Exercise – All lines from the one with "the catalog and" onward, through the last line of the records below, are to be retyped word for word.

Record set –
★ ★ ★
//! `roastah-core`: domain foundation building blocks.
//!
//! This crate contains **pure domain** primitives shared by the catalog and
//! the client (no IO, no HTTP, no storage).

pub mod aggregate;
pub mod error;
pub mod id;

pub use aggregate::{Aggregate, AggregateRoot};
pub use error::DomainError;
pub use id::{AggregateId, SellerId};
★ ★ ★
Result for this task –
//! This crate contains **pure domain** primitives shared by the catalog and
//! the client (no IO, no HTTP, no storage).

pub mod aggregate;
pub mod error;
pub mod id;

pub use aggregate::{Aggregate, AggregateRoot};
pub use error::DomainError;
pub use id::{AggregateId, SellerId};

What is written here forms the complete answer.